In Fig. 1, the letter B shows a conveyor on which a plywood veneer P has been placed for further transfer to the embrittlement treatment between the rollers 1 and 2. The upper roll 1 and the lower roll 2 are positioned relative to each other so that the distance between the upper ends (edges) of the projections 7 and 8 is less than the strength of the plywood veneer P when the veneer P is to be brittle between the rollers 1 and 2. This distance is preferably adjusted to 0-40% of the strength of the veneer P.

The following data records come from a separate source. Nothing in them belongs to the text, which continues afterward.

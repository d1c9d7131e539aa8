//! Card families and their fixed layout tables
//!
//! Everything that differs between the 256-byte and the 1K card lives
//! here as an exhaustive match, so adding a family forces every table to
//! be filled in.

use std::fmt;

use serde::{Deserialize, Serialize};

/// Memory-card family
#[derive(Debug, Clone, Copy, PartialEq, Eq, Hash, Serialize, Deserialize)]
pub enum CardKind {
    /// SLE5542: 256 bytes, 3-byte PSC held in an internal register
    Small256,
    /// SLE5528: 1024 bytes, 2-byte PSC stored at the top of memory
    Large1K,
}

/// Error-counter ladder for the 256-byte card (index = attempts consumed)
const LADDER_SMALL: &[u8] = &[0x07, 0x03, 0x01, 0x00];

/// Error-counter ladder for the 1K card, one bit cleared per failure
const LADDER_LARGE: &[u8] = &[0xFF, 0x7F, 0x7E, 0x7C, 0x78, 0x70, 0x60, 0x40, 0x00];

const HEADER_ROW0_SMALL: [u8; 16] = [
    0xA2, 0x13, 0x10, 0x91, 0xFF, 0xFF, 0x81, 0x15,
    0xFF, 0xFF, 0xFF, 0xFF, 0xFF, 0xFF, 0xFF, 0xFF,
];

const HEADER_ROW0_LARGE: [u8; 16] = [
    0x92, 0x23, 0x10, 0x91, 0xFF, 0xFF, 0x81, 0x13,
    0xFF, 0xFF, 0xFF, 0xFF, 0xFF, 0xFF, 0xFF, 0xFF,
];

/// Second header row (application identifier), shared by both families
const HEADER_ROW1: [u8; 16] = [
    0xFF, 0xFF, 0xFF, 0xFF, 0xFF, 0xD2, 0x76, 0x00,
    0x00, 0x04, 0x00, 0xFF, 0xFF, 0xFF, 0xFF, 0xFF,
];

/// Header cells that can never be rewritten
const FACTORY_READONLY: &[u16] = &[
    0x00, 0x01, 0x02, 0x03, 0x06, 0x07, 0x15, 0x16, 0x17, 0x18, 0x19, 0x1A,
];

impl CardKind {
    /// Addressable memory size in bytes
    pub fn size(self) -> usize {
        match self {
            CardKind::Small256 => 256,
            CardKind::Large1K => 1024,
        }
    }

    /// PSC length in bytes
    pub fn psc_length(self) -> usize {
        match self {
            CardKind::Small256 => 3,
            CardKind::Large1K => 2,
        }
    }

    /// PSC the card leaves the factory with
    pub fn default_psc(self) -> Vec<u8> {
        vec![0xFF; self.psc_length()]
    }

    /// First memory address of the PSC, None when the PSC is internal
    pub fn psc_address(self) -> Option<u16> {
        match self {
            CardKind::Small256 => None,
            CardKind::Large1K => Some(0x3FE),
        }
    }

    /// Memory address mirroring the error counter, None when not mirrored
    pub fn error_counter_address(self) -> Option<u16> {
        match self {
            CardKind::Small256 => None,
            CardKind::Large1K => Some(0x3FD),
        }
    }

    /// Error-counter ladder, fresh value first, blocked value last
    pub fn ladder(self) -> &'static [u8] {
        match self {
            CardKind::Small256 => LADDER_SMALL,
            CardKind::Large1K => LADDER_LARGE,
        }
    }

    /// Factory header rows written over the erased memory at 0x00
    pub fn factory_header(self) -> Vec<u8> {
        let row0 = match self {
            CardKind::Small256 => HEADER_ROW0_SMALL,
            CardKind::Large1K => HEADER_ROW0_LARGE,
        };
        let mut header = row0.to_vec();
        header.extend_from_slice(&HEADER_ROW1);
        header
    }

    /// Addresses fixed at manufacture
    pub fn factory_readonly(self) -> Vec<u16> {
        let mut cells = FACTORY_READONLY.to_vec();
        if let Some(addr) = self.error_counter_address() {
            cells.push(addr);
        }
        cells
    }

    /// Inclusive address range compared against the factory image
    pub fn user_area(self) -> (u16, u16) {
        match self {
            CardKind::Small256 => (0x20, 0xEF),
            CardKind::Large1K => (0x20, 0x3FC),
        }
    }

    /// Number of addresses covered by READ PROTECTION BITS
    pub fn protection_bits(self) -> usize {
        match self {
            CardKind::Small256 => 32,
            CardKind::Large1K => 1024,
        }
    }

    /// Highest address (exclusive) WRITE PROTECT may touch
    pub fn protectable_limit(self) -> usize {
        match self {
            CardKind::Small256 => 0x20,
            CardKind::Large1K => self.size(),
        }
    }

    /// Card-type byte sent in SELECT CARD TYPE
    pub fn select_code(self) -> u8 {
        match self {
            CardKind::Small256 => 0x06,
            CardKind::Large1K => 0x05,
        }
    }

    /// Length of the READ ERROR COUNTER response body (counter + padding)
    pub fn error_counter_response_len(self) -> usize {
        match self {
            CardKind::Small256 => 4,
            CardKind::Large1K => 3,
        }
    }

    /// Split an address into the APDU's P1/P2 bytes
    ///
    /// The 256-byte card uses a single address byte with P1 = 00.
    pub fn address_bytes(self, address: u16) -> (u8, u8) {
        match self {
            CardKind::Small256 => (0x00, address as u8),
            CardKind::Large1K => ((address >> 8) as u8, address as u8),
        }
    }

    /// Whether `address` fits the APDU's address bytes
    ///
    /// The 256-byte card has no high address byte, so 0x100 and above
    /// cannot be sent to it.
    pub fn encodes_address(self, address: u16) -> bool {
        match self {
            CardKind::Small256 => address <= 0xFF,
            CardKind::Large1K => true,
        }
    }

    /// Reverse of [`CardKind::address_bytes`]
    pub fn address_from(self, p1: u8, p2: u8) -> u16 {
        match self {
            CardKind::Small256 => p2 as u16,
            CardKind::Large1K => ((p1 as u16) << 8) | (p2 as u16),
        }
    }

    /// Family identified by its SELECT card-type byte
    pub fn from_select_code(code: u8) -> Option<Self> {
        match code {
            0x06 => Some(CardKind::Small256),
            0x05 => Some(CardKind::Large1K),
            _ => None,
        }
    }

    /// Smallest family whose memory holds a dump of `len` bytes
    pub fn for_dump_len(len: usize) -> Option<Self> {
        if len <= CardKind::Small256.size() {
            Some(CardKind::Small256)
        } else if len <= CardKind::Large1K.size() {
            Some(CardKind::Large1K)
        } else {
            None
        }
    }

    /// Chip name
    pub fn chip(self) -> &'static str {
        match self {
            CardKind::Small256 => "SLE5542",
            CardKind::Large1K => "SLE5528",
        }
    }
}

impl fmt::Display for CardKind {
    fn fmt(&self, f: &mut fmt::Formatter<'_>) -> fmt::Result {
        match self {
            CardKind::Small256 => write!(f, "SLE5542 (256B)"),
            CardKind::Large1K => write!(f, "SLE5528 (1KB)"),
        }
    }
}

#[cfg(test)]
mod tests {
    use super::*;

    #[test]
    fn test_sizes() {
        assert_eq!(CardKind::Small256.size(), 256);
        assert_eq!(CardKind::Large1K.size(), 1024);
        assert_eq!(CardKind::Small256.psc_length(), 3);
        assert_eq!(CardKind::Large1K.psc_length(), 2);
    }

    #[test]
    fn test_psc_location() {
        assert_eq!(CardKind::Small256.psc_address(), None);
        assert_eq!(CardKind::Large1K.psc_address(), Some(0x3FE));
        assert_eq!(CardKind::Large1K.error_counter_address(), Some(0x3FD));
    }

    #[test]
    fn test_ladders_end_blocked() {
        for kind in [CardKind::Small256, CardKind::Large1K] {
            assert_eq!(*kind.ladder().last().unwrap(), 0x00);
        }
        assert_eq!(CardKind::Small256.ladder().len(), 4);
        assert_eq!(CardKind::Large1K.ladder().len(), 9);
    }

    #[test]
    fn test_factory_header() {
        let header = CardKind::Small256.factory_header();
        assert_eq!(header.len(), 32);
        assert_eq!(&header[..4], &[0xA2, 0x13, 0x10, 0x91]);
        assert_eq!(&header[0x15..0x1B], &[0xD2, 0x76, 0x00, 0x00, 0x04, 0x00]);
        assert_eq!(CardKind::Large1K.factory_header()[0], 0x92);
    }

    #[test]
    fn test_readonly_includes_counter_on_large() {
        assert!(!CardKind::Small256.factory_readonly().contains(&0x3FD));
        assert!(CardKind::Large1K.factory_readonly().contains(&0x3FD));
    }

    #[test]
    fn test_address_bytes() {
        assert_eq!(CardKind::Small256.address_bytes(0x20), (0x00, 0x20));
        assert_eq!(CardKind::Large1K.address_bytes(0x3FE), (0x03, 0xFE));
        assert_eq!(CardKind::Large1K.address_from(0x03, 0xFE), 0x3FE);
        assert_eq!(CardKind::Small256.address_from(0x03, 0xFE), 0xFE);
    }

    #[test]
    fn test_encodes_address() {
        assert!(CardKind::Small256.encodes_address(0xFF));
        assert!(!CardKind::Small256.encodes_address(0x100));
        assert!(CardKind::Large1K.encodes_address(0x3FF));
    }

    #[test]
    fn test_select_code() {
        for kind in [CardKind::Small256, CardKind::Large1K] {
            assert_eq!(CardKind::from_select_code(kind.select_code()), Some(kind));
        }
        assert_eq!(CardKind::from_select_code(0x01), None);
    }

    #[test]
    fn test_for_dump_len() {
        assert_eq!(CardKind::for_dump_len(200), Some(CardKind::Small256));
        assert_eq!(CardKind::for_dump_len(256), Some(CardKind::Small256));
        assert_eq!(CardKind::for_dump_len(257), Some(CardKind::Large1K));
        assert_eq!(CardKind::for_dump_len(1025), None);
    }

    #[test]
    fn test_display() {
        assert_eq!(CardKind::Small256.to_string(), "SLE5542 (256B)");
        assert_eq!(CardKind::Large1K.to_string(), "SLE5528 (1KB)");
    }
}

The brittle plywood veneer P is placed on a conveyor-10 le B so that the fibers of the veneer P are oriented substantially perpendicular to its conveying direction. The conveyor B is used to move the veneer P between the sharp ends of the projections 7 and 8 of the rotating rollers 1 and 2 as they are pressed between the upper and lower surfaces of the veneer P, respectively, to make it brittle as it passes through the rollers. Since, as can be seen from the above description, the pressing edges of the projections 7 of the upper roll 1 and the pressing edges of the projections 8 of the lower roll 2 are transverse, i.e. at right angles to each other, pressing against the veneer P, the veneer P is pressed as shown in Fig. 3. In other words, the veneer is compressed from its upper surface as shown by solid lines and from its lower surface as shown by dashed lines, the dashed lines then being perpendicular to the solid lines. Thus, the veneer is pressed down to its own at the points where the solid lines pre-; the extruded parts intersect the dashed parts. The parts formed by the section lines are marked with the letter A as shown in Figure 1.

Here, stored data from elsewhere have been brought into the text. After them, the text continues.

//! Several open cards at once
//!
//! Sessions share no state; each is handed out behind its own mutex so
//! calls into one session never interleave.

use std::collections::HashMap;
use std::path::PathBuf;
use std::sync::Arc;

use log::{info, warn};
use parking_lot::Mutex;
use uuid::Uuid;

use crate::card::{CardKind, CardSnapshot, SnapshotStore};
use crate::config::SimulatorConfig;
use crate::error::SessionError;
use super::card_session::CardSession;
use super::state::AppState;

/// A session shared with the caller
pub type SharedSession = Arc<Mutex<CardSession>>;

/// Open card sessions, in creation order
#[derive(Default)]
pub struct SessionManager {
    sessions: HashMap<Uuid, SharedSession>,
    names: HashMap<String, Uuid>,
    order: Vec<Uuid>,
    active: Option<Uuid>,
    user_info: String,
    store: Option<SnapshotStore>,
}

impl SessionManager {
    /// Manager without persistence
    pub fn new() -> Self {
        Self::default()
    }

    /// Manager using the user info and storage directory of `config`
    pub fn with_config(config: &SimulatorConfig) -> Self {
        Self {
            user_info: config.user_info.clone(),
            store: config
                .storage_dir
                .as_ref()
                .map(|dir| SnapshotStore::new(Some(dir.clone()))),
            ..Self::default()
        }
    }

    /// Snapshot store backing the sessions, if any
    pub fn store(&self) -> Option<&SnapshotStore> {
        self.store.as_ref()
    }

    fn ensure_unique(&self, name: &str) -> Result<(), SessionError> {
        if self.names.contains_key(name) {
            return Err(SessionError::DuplicateName(name.to_string()));
        }
        Ok(())
    }

    /// Register a session once its snapshot is stored
    fn insert(&mut self, session: CardSession) -> Result<SharedSession, SessionError> {
        if let Some(store) = &self.store {
            store.save(&session.snapshot())?;
        }
        let id = session.id();
        self.names.insert(session.name().to_string(), id);
        let shared = Arc::new(Mutex::new(session));
        self.sessions.insert(id, Arc::clone(&shared));
        self.order.push(id);
        self.active = Some(id);
        Ok(shared)
    }

    /// Create a factory-fresh card and make it active
    pub fn create_session(&mut self, name: &str, kind: CardKind) -> Result<SharedSession, SessionError> {
        self.ensure_unique(name)?;
        let mut session = CardSession::new(name, kind);
        if !self.user_info.is_empty() {
            session.set_user_info(self.user_info.clone());
        }
        info!("Opened card '{}' ({})", name, kind);
        self.insert(session)
    }

    /// Create a card from a memory dump
    ///
    /// Without an explicit kind the family is chosen from the dump size.
    /// `internal_psc` overrides the PSC register of a 256-byte card.
    pub fn open_from_dump(
        &mut self,
        name: &str,
        kind: Option<CardKind>,
        dump: &[u8],
        internal_psc: Option<&[u8]>,
    ) -> Result<SharedSession, SessionError> {
        self.ensure_unique(name)?;
        let kind = match kind.or_else(|| CardKind::for_dump_len(dump.len())) {
            Some(kind) => kind,
            None => {
                return Err(SessionError::InvalidDump(format!(
                    "{} bytes is larger than any card",
                    dump.len()
                )))
            }
        };

        let mut session = CardSession::new(name, kind);
        if !self.user_info.is_empty() {
            session.set_user_info(self.user_info.clone());
        }
        if !session.load_memory_dump_with_psc(dump, internal_psc) {
            warn!("Failed to load dump into '{}'", name);
            return Err(SessionError::InvalidDump(format!(
                "{} bytes (PSC override: {}) does not fit {}",
                dump.len(),
                internal_psc.is_some(),
                kind
            )));
        }
        info!("Opened card '{}' ({}) from dump", name, kind);
        self.insert(session)
    }

    /// Re-open a session from a snapshot
    pub fn open_snapshot(&mut self, snapshot: CardSnapshot) -> Result<SharedSession, SessionError> {
        self.ensure_unique(&snapshot.card_name)?;
        if self.sessions.contains_key(&snapshot.session_id) {
            return Err(SessionError::DuplicateName(snapshot.card_name));
        }
        let session = CardSession::from_snapshot(snapshot)?;
        self.insert(session)
    }

    /// Write a session's snapshot to the store; None without a store
    pub fn persist(&self, id: Uuid) -> Result<Option<PathBuf>, SessionError> {
        let session = self.get(id).ok_or(SessionError::UnknownSession(id))?;
        match &self.store {
            Some(store) => {
                let snapshot = session.lock().snapshot();
                Ok(Some(store.save(&snapshot)?))
            }
            None => Ok(None),
        }
    }

    pub fn get(&self, id: Uuid) -> Option<SharedSession> {
        self.sessions.get(&id).cloned()
    }

    pub fn get_by_name(&self, name: &str) -> Option<SharedSession> {
        self.names.get(name).and_then(|id| self.get(*id))
    }

    /// All sessions in creation order
    pub fn sessions(&self) -> Vec<SharedSession> {
        self.order
            .iter()
            .filter_map(|id| self.sessions.get(id).cloned())
            .collect()
    }

    pub fn len(&self) -> usize {
        self.sessions.len()
    }

    pub fn is_empty(&self) -> bool {
        self.sessions.is_empty()
    }

    pub fn active(&self) -> Option<SharedSession> {
        self.active.and_then(|id| self.get(id))
    }

    pub fn active_id(&self) -> Option<Uuid> {
        self.active
    }

    /// Make a session active; false for unknown ids
    pub fn set_active(&mut self, id: Uuid) -> bool {
        if self.sessions.contains_key(&id) {
            self.active = Some(id);
            true
        } else {
            false
        }
    }

    /// State of the active session, `Initial` when none is active
    pub fn app_state(&self) -> AppState {
        match self.active() {
            Some(session) => session.lock().current_app_state(),
            None => AppState::Initial,
        }
    }

    /// Close a session and remove its snapshot
    ///
    /// Closing the active session leaves no session active.
    pub fn close(&mut self, id: Uuid) -> Result<bool, SessionError> {
        if self.sessions.remove(&id).is_none() {
            return Ok(false);
        }
        self.names.retain(|_, other| *other != id);
        self.order.retain(|other| *other != id);
        if self.active == Some(id) {
            self.active = None;
        }
        if let Some(store) = &self.store {
            store.remove(id)?;
        }
        info!("Closed card {}", id);
        Ok(true)
    }

    /// Close every session
    pub fn close_all(&mut self) -> Result<(), SessionError> {
        for id in self.order.clone() {
            self.close(id)?;
        }
        Ok(())
    }
}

This operation of the projections 7 and 30 8 on the rollers 1 and 2 provides a certain attraction to the parts A, whereby the weakest parts of the veneer P subject to this attraction, i.e. the fiber-parallel parts, partially hide in each part A, as indicated by reference numeral 9. (Figure 3).

5 86389

Plywood veneer P is now brittle. It should be noted that a plywood veneer whose fibers are oriented in different directions can also be sufficiently brittle with the device described above.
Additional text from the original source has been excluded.